Backdoor.APT.Merong is a backdoor Trojan that is a part of a malware campaign, which aims at companies. The malware attack that is used by cybercrooks to corrupt victimized PCs with Backdoor.APT.Merong uses the name of the company it affects in the CnC domain name. Backdoor.APT.Merong regularly uses either names of companies or a project that a particular company works on in its CnC domain name in order not to seem to be suspicious. Backdoor.APT.Merong circulates via harmful emails involving infectious domain names. The zip file incorporates 'Updated_office_contact_v1.exe', which, when executed, creates 'ctfmon.exe' and 'Lanl_Office_Contact_oct.pdf' in the '%UserProfile%\Local Settings\Temp' directory.

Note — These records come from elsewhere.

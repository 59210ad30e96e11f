//! Diesel schema for label catalog persistence.

diesel::table! {
    /// Label records with unique names and display colours.
    labels (id) {
        /// Internal label identifier.
        id -> Uuid,
        /// Globally unique label name.
        #[max_length = 255]
        name -> Varchar,
        /// Display colour as a `#RRGGBB` hex triplet.
        #[max_length = 7]
        color -> Varchar,
        /// Creation timestamp.
        created_at -> Timestamptz,
        /// Last update timestamp.
        updated_at -> Timestamptz,
    }
}
//! Adapter implementations of label catalog ports.

pub mod memory;
pub mod postgres;

pub use memory::InMemoryLabelRepository;
pub use postgres::PostgresLabelRepository;
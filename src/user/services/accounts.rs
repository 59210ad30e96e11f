//! Service layer for account registration and credential verification.

use crate::errors::ErrorKind;
use crate::user::{
    domain::{EmailAddress, User, UserDomainError, UserId},
    ports::{PasswordHasher, UserRepository, UserRepositoryError},
};
use std::sync::Arc;
use thiserror::Error;

/// Request payload for registering a new account.
#[derive(Debug, Clone, PartialEq, Eq)]
pub struct RegisterUserRequest {
    email: String,
    first_name: String,
    last_name: String,
    password: String,
}

impl RegisterUserRequest {
    /// Creates a request with all registration fields.
    #[must_use]
    pub fn new(
        email: impl Into<String>,
        first_name: impl Into<String>,
        last_name: impl Into<String>,
        password: impl Into<String>,
    ) -> Self {
        Self {
            email: email.into(),
            first_name: first_name.into(),
            last_name: last_name.into(),
            password: password.into(),
        }
    }
}

/// Service-level errors for account operations.
#[derive(Debug, Error)]
pub enum UserAccountError {
    /// The email/password pair did not match a registered account.
    ///
    /// Deliberately does not reveal whether the email exists.
    #[error("invalid credentials")]
    InvalidCredentials,

    /// Domain validation failed.
    #[error(transparent)]
    Domain(#[from] UserDomainError),

    /// Repository operation failed.
    #[error(transparent)]
    Repository(#[from] UserRepositoryError),
}

impl UserAccountError {
    /// Returns the boundary-facing failure kind.
    #[must_use]
    pub const fn kind(&self) -> ErrorKind {
        match self {
            Self::InvalidCredentials => ErrorKind::Forbidden,
            Self::Domain(_) => ErrorKind::Invalid,
            Self::Repository(
                UserRepositoryError::DuplicateEmail(_) | UserRepositoryError::DuplicateUser(_),
            ) => ErrorKind::Conflict,
            Self::Repository(UserRepositoryError::Persistence(_)) => ErrorKind::Internal,
        }
    }
}

/// Result type for account service operations.
pub type UserAccountResult<T> = Result<T, UserAccountError>;

/// Account registration and credential verification service.
#[derive(Clone)]
pub struct UserAccountService<R, H>
where
    R: UserRepository,
    H: PasswordHasher,
{
    repository: Arc<R>,
    hasher: Arc<H>,
}

impl<R, H> UserAccountService<R, H>
where
    R: UserRepository,
    H: PasswordHasher,
{
    /// Creates a new account service.
    #[must_use]
    pub const fn new(repository: Arc<R>, hasher: Arc<H>) -> Self {
        Self { repository, hasher }
    }

    /// Registers a new account.
    ///
    /// # Errors
    ///
    /// Returns [`UserAccountError::Domain`] when the email is malformed, or
    /// [`UserAccountError::Repository`] with a duplicate-email conflict when
    /// the address is already registered.
    pub async fn register(&self, request: RegisterUserRequest) -> UserAccountResult<User> {
        let RegisterUserRequest {
            email,
            first_name,
            last_name,
            password,
        } = request;

        let address = EmailAddress::new(email)?;
        let password_hash = self.hasher.hash(&password);
        let user = User::new(address, first_name, last_name, password_hash);
        self.repository.store(&user).await?;
        Ok(user)
    }

    /// Verifies an email/password pair and returns the matching account.
    ///
    /// # Errors
    ///
    /// Returns [`UserAccountError::InvalidCredentials`] when the email is
    /// unknown or the password does not match; the two cases are not
    /// distinguished.
    pub async fn authenticate(&self, email: &str, password: &str) -> UserAccountResult<User> {
        let address =
            EmailAddress::new(email).map_err(|_| UserAccountError::InvalidCredentials)?;

        let user = self
            .repository
            .find_by_email(&address)
            .await?
            .ok_or(UserAccountError::InvalidCredentials)?;

        if !self.hasher.verify(password, user.password_hash()) {
            return Err(UserAccountError::InvalidCredentials);
        }
        Ok(user)
    }

    /// Finds an account by internal identifier.
    ///
    /// Returns `Ok(None)` when no account has the given ID.
    ///
    /// # Errors
    ///
    /// Returns [`UserAccountError::Repository`] when persistence lookup
    /// fails.
    pub async fn find_by_id(&self, id: UserId) -> UserAccountResult<Option<User>> {
        Ok(self.repository.find_by_id(id).await?)
    }

    /// Finds an account by email address.
    ///
    /// Returns `Ok(None)` when no account has the given address.
    ///
    /// # Errors
    ///
    /// Returns [`UserAccountError::Domain`] when the email is malformed, or
    /// [`UserAccountError::Repository`] when persistence lookup fails.
    pub async fn find_by_email(&self, email: &str) -> UserAccountResult<Option<User>> {
        let address = EmailAddress::new(email)?;
        Ok(self.repository.find_by_email(&address).await?)
    }
}
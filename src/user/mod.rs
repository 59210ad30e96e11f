//! User accounts for Taskdeck.
//!
//! Users register with a unique email and a credential that is digested
//! behind the [`ports::PasswordHasher`] port; identity resolution for
//! inbound requests is a surrounding collaborator's concern. The module
//! follows hexagonal architecture:
//!
//! - Domain types in [`domain`]
//! - Port contracts in [`ports`]
//! - Adapter implementations in [`adapters`]
//! - Orchestration services in [`services`]

pub mod adapters;
pub mod domain;
pub mod ports;
pub mod services;

#[cfg(test)]
mod tests;
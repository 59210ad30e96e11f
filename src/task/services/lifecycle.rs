//! Service layer for task creation, update, listing, and deletion.

use super::{OwnerOnlyAction, TaskServiceError, TaskServiceResult, labels, visible_task};
use crate::label::ports::LabelRepository;
use crate::task::{
    domain::{NewTaskData, Task, TaskId, TaskPatch, TaskStatus},
    ports::{Page, TaskListFilter, TaskRepository},
};
use crate::user::domain::UserId;
use chrono::{DateTime, Utc};
use mockable::Clock;
use std::sync::Arc;

/// Request payload for creating a task.
#[derive(Debug, Clone, PartialEq, Eq)]
pub struct CreateTaskRequest {
    title: String,
    description: Option<String>,
    status: TaskStatus,
    progress: Option<i32>,
    due_date: Option<DateTime<Utc>>,
    label_names: Vec<String>,
}

impl CreateTaskRequest {
    /// Creates a request with the required title; the status defaults to
    /// [`TaskStatus::Todo`].
    #[must_use]
    pub fn new(title: impl Into<String>) -> Self {
        Self {
            title: title.into(),
            description: None,
            status: TaskStatus::default(),
            progress: None,
            due_date: None,
            label_names: Vec::new(),
        }
    }

    /// Sets the description.
    #[must_use]
    pub fn with_description(mut self, description: impl Into<String>) -> Self {
        self.description = Some(description.into());
        self
    }

    /// Sets the requested workflow status.
    #[must_use]
    pub const fn with_status(mut self, status: TaskStatus) -> Self {
        self.status = status;
        self
    }

    /// Sets the requested progress percentage.
    #[must_use]
    pub const fn with_progress(mut self, progress: i32) -> Self {
        self.progress = Some(progress);
        self
    }

    /// Sets the due date.
    #[must_use]
    pub const fn with_due_date(mut self, due_date: DateTime<Utc>) -> Self {
        self.due_date = Some(due_date);
        self
    }

    /// Sets the initial label names, resolved or created at creation time.
    #[must_use]
    pub fn with_labels(mut self, names: impl IntoIterator<Item = String>) -> Self {
        self.label_names = names.into_iter().collect();
        self
    }
}

/// Task lifecycle orchestration service.
#[derive(Clone)]
pub struct TaskLifecycleService<R, L, C>
where
    R: TaskRepository,
    L: LabelRepository,
    C: Clock + Send + Sync,
{
    tasks: Arc<R>,
    labels: Arc<L>,
    clock: Arc<C>,
}

impl<R, L, C> TaskLifecycleService<R, L, C>
where
    R: TaskRepository,
    L: LabelRepository,
    C: Clock + Send + Sync,
{
    /// Creates a new task lifecycle service.
    #[must_use]
    pub const fn new(tasks: Arc<R>, labels: Arc<L>, clock: Arc<C>) -> Self {
        Self {
            tasks,
            labels,
            clock,
        }
    }

    /// Creates a task for the owner, reconciling status and progress and
    /// resolving initial label names.
    ///
    /// The task row commits before labels are attached; a crash between
    /// the two steps leaves the task briefly without its labels.
    ///
    /// # Errors
    ///
    /// Returns [`TaskServiceError`] when validation fails or persistence
    /// rejects a step.
    pub async fn create(
        &self,
        owner: UserId,
        request: CreateTaskRequest,
    ) -> TaskServiceResult<Task> {
        let CreateTaskRequest {
            title,
            description,
            status,
            progress,
            due_date,
            label_names,
        } = request;

        let mut task = Task::new(
            NewTaskData {
                owner,
                title,
                description,
                status,
                requested_progress: progress,
                due_date,
            },
            &*self.clock,
        )?;
        self.tasks.store(&task).await?;

        if !label_names.is_empty() {
            for name in label_names {
                let label =
                    labels::resolve_or_create(self.labels.as_ref(), &name, &*self.clock).await?;
                task.attach_label(label.id(), &*self.clock);
            }
            self.tasks.update(&task).await?;
        }

        Ok(task)
    }

    /// Retrieves a task visible to the actor.
    ///
    /// # Errors
    ///
    /// Returns [`TaskServiceError::NotFound`] when the task is absent or
    /// not visible.
    pub async fn get(&self, id: TaskId, actor: UserId) -> TaskServiceResult<Task> {
        visible_task(self.tasks.as_ref(), id, actor).await
    }

    /// Lists tasks visible to the actor, filtered and paginated.
    ///
    /// # Errors
    ///
    /// Returns [`TaskServiceError::Tasks`] when persistence lookup fails.
    pub async fn list(
        &self,
        actor: UserId,
        filter: TaskListFilter,
        page: Page,
    ) -> TaskServiceResult<Vec<Task>> {
        Ok(self.tasks.list_visible(actor, filter, page).await?)
    }

    /// Applies a partial update to a task visible to the actor.
    ///
    /// Status and progress run through the reconciliation rule; other
    /// supplied fields are applied verbatim.
    ///
    /// # Errors
    ///
    /// Returns [`TaskServiceError::NotFound`] when the task is absent or
    /// not visible, or a validation error when the patch is rejected.
    pub async fn update(
        &self,
        id: TaskId,
        actor: UserId,
        patch: TaskPatch,
    ) -> TaskServiceResult<Task> {
        let mut task = visible_task(self.tasks.as_ref(), id, actor).await?;
        task.apply(patch, &*self.clock)?;
        self.tasks.update(&task).await?;
        Ok(task)
    }

    /// Hard-deletes a task; owner only.
    ///
    /// # Errors
    ///
    /// Returns [`TaskServiceError::NotFound`] when the task is absent or
    /// not visible, or [`TaskServiceError::OwnerOnly`] when the actor is a
    /// participant.
    pub async fn delete(&self, id: TaskId, actor: UserId) -> TaskServiceResult<Task> {
        let task = self.owned_task(id, actor, OwnerOnlyAction::Delete).await?;
        self.tasks.delete(task.id()).await?;
        Ok(task)
    }

    /// Restores a soft-deleted task; owner only.
    ///
    /// # Errors
    ///
    /// Returns [`TaskServiceError::NotFound`] when the task is absent or
    /// not visible, or [`TaskServiceError::OwnerOnly`] when the actor is a
    /// participant.
    pub async fn activate(&self, id: TaskId, actor: UserId) -> TaskServiceResult<Task> {
        let mut task = self.owned_task(id, actor, OwnerOnlyAction::Activate).await?;
        task.activate(&*self.clock);
        self.tasks.update(&task).await?;
        Ok(task)
    }

    /// Soft-deletes a task; owner only.
    ///
    /// # Errors
    ///
    /// Returns [`TaskServiceError::NotFound`] when the task is absent or
    /// not visible, or [`TaskServiceError::OwnerOnly`] when the actor is a
    /// participant.
    pub async fn deactivate(&self, id: TaskId, actor: UserId) -> TaskServiceResult<Task> {
        let mut task = self
            .owned_task(id, actor, OwnerOnlyAction::Deactivate)
            .await?;
        task.deactivate(&*self.clock);
        self.tasks.update(&task).await?;
        Ok(task)
    }

    async fn owned_task(
        &self,
        id: TaskId,
        actor: UserId,
        action: OwnerOnlyAction,
    ) -> TaskServiceResult<Task> {
        let task = visible_task(self.tasks.as_ref(), id, actor).await?;
        if !task.is_owned_by(actor) {
            return Err(TaskServiceError::OwnerOnly(action));
        }
        Ok(task)
    }
}
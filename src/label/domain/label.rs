//! Label aggregate root.

use super::{LabelColor, LabelId, LabelName};
use chrono::{DateTime, Utc};
use mockable::Clock;
use serde::{Deserialize, Serialize};

/// Label aggregate root.
///
/// Labels have no single owner; they are shared across tasks through the
/// task-label association owned by the task aggregate.
#[derive(Debug, Clone, PartialEq, Eq, Serialize, Deserialize)]
pub struct Label {
    id: LabelId,
    name: LabelName,
    color: LabelColor,
    created_at: DateTime<Utc>,
    updated_at: DateTime<Utc>,
}

/// Parameter object for reconstructing a persisted label aggregate.
#[derive(Debug, Clone, PartialEq, Eq)]
pub struct PersistedLabelData {
    /// Persisted label identifier.
    pub id: LabelId,
    /// Persisted unique name.
    pub name: LabelName,
    /// Persisted display colour.
    pub color: LabelColor,
    /// Persisted creation timestamp.
    pub created_at: DateTime<Utc>,
    /// Persisted latest update timestamp.
    pub updated_at: DateTime<Utc>,
}

impl Label {
    /// Creates a new label with the given name and colour.
    #[must_use]
    pub fn new(name: LabelName, color: LabelColor, clock: &impl Clock) -> Self {
        let timestamp = clock.utc();
        Self {
            id: LabelId::new(),
            name,
            color,
            created_at: timestamp,
            updated_at: timestamp,
        }
    }

    /// Creates a label with a colour drawn from the fixed light palette.
    ///
    /// Used by the resolve-or-create path when a label name is attached to a
    /// task before the label exists.
    #[must_use]
    pub fn auto(name: LabelName, clock: &impl Clock) -> Self {
        Self::new(name, LabelColor::pick_light(), clock)
    }

    /// Reconstructs a label from persisted storage.
    #[must_use]
    pub fn from_persisted(data: PersistedLabelData) -> Self {
        Self {
            id: data.id,
            name: data.name,
            color: data.color,
            created_at: data.created_at,
            updated_at: data.updated_at,
        }
    }

    /// Returns the label identifier.
    #[must_use]
    pub const fn id(&self) -> LabelId {
        self.id
    }

    /// Returns the label name.
    #[must_use]
    pub const fn name(&self) -> &LabelName {
        &self.name
    }

    /// Returns the display colour.
    #[must_use]
    pub const fn color(&self) -> &LabelColor {
        &self.color
    }

    /// Returns the creation timestamp.
    #[must_use]
    pub const fn created_at(&self) -> DateTime<Utc> {
        self.created_at
    }

    /// Returns the latest update timestamp.
    #[must_use]
    pub const fn updated_at(&self) -> DateTime<Utc> {
        self.updated_at
    }

    /// Renames the label.
    pub fn rename(&mut self, name: LabelName, clock: &impl Clock) {
        self.name = name;
        self.touch(clock);
    }

    /// Replaces the display colour.
    pub fn recolor(&mut self, color: LabelColor, clock: &impl Clock) {
        self.color = color;
        self.touch(clock);
    }

    /// Updates the `updated_at` timestamp to the current clock time.
    fn touch(&mut self, clock: &impl Clock) {
        self.updated_at = clock.utc();
    }
}
//! Opaque stored credential digest.

use super::UserDomainError;
use std::fmt;

/// Stored credential digest in `salt$digest` form.
///
/// The domain treats the value as opaque; producing and verifying it is the
/// job of the `PasswordHasher` port. The raw password never reaches the
/// aggregate.
#[derive(Clone, PartialEq, Eq)]
pub struct PasswordHash(String);

impl PasswordHash {
    /// Assembles a hash from its salt and digest halves.
    #[must_use]
    pub fn from_parts(salt: &str, digest: &str) -> Self {
        Self(format!("{salt}${digest}"))
    }

    /// Rehydrates a stored digest from persistence.
    ///
    /// # Errors
    ///
    /// Returns [`UserDomainError::MalformedPasswordHash`] when the value
    /// does not contain the `salt$digest` separator.
    pub fn from_stored(value: impl Into<String>) -> Result<Self, UserDomainError> {
        let raw = value.into();
        if raw.split_once('$').is_none() {
            return Err(UserDomainError::MalformedPasswordHash);
        }
        Ok(Self(raw))
    }

    /// Splits the stored value into its salt and digest halves.
    #[must_use]
    pub fn parts(&self) -> Option<(&str, &str)> {
        self.0.split_once('$')
    }

    /// Returns the stored value for persistence.
    #[must_use]
    pub fn as_str(&self) -> &str {
        &self.0
    }
}

// Keeps credential material out of debug output.
impl fmt::Debug for PasswordHash {
    fn fmt(&self, f: &mut fmt::Formatter<'_>) -> fmt::Result {
        f.write_str("PasswordHash(..)")
    }
}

It then opens a decoy PDF document for instance, 'Lanl_Office_Contact_oct.pdf' from the Temp directory and then executes 'ctfmon.exe'. 'Lanl_office_contact_oct.pdf' belongs to 'Los Alamos National Lab' and the contacts can also be found in the PDF file on the website. 'ctfmon.exe' replicates itself into the '%UserProfile%\Start Menu\Programs\Startup\ctfmon.exe' directory to launch whenever the affected computer is started and begins to contact the CnC server.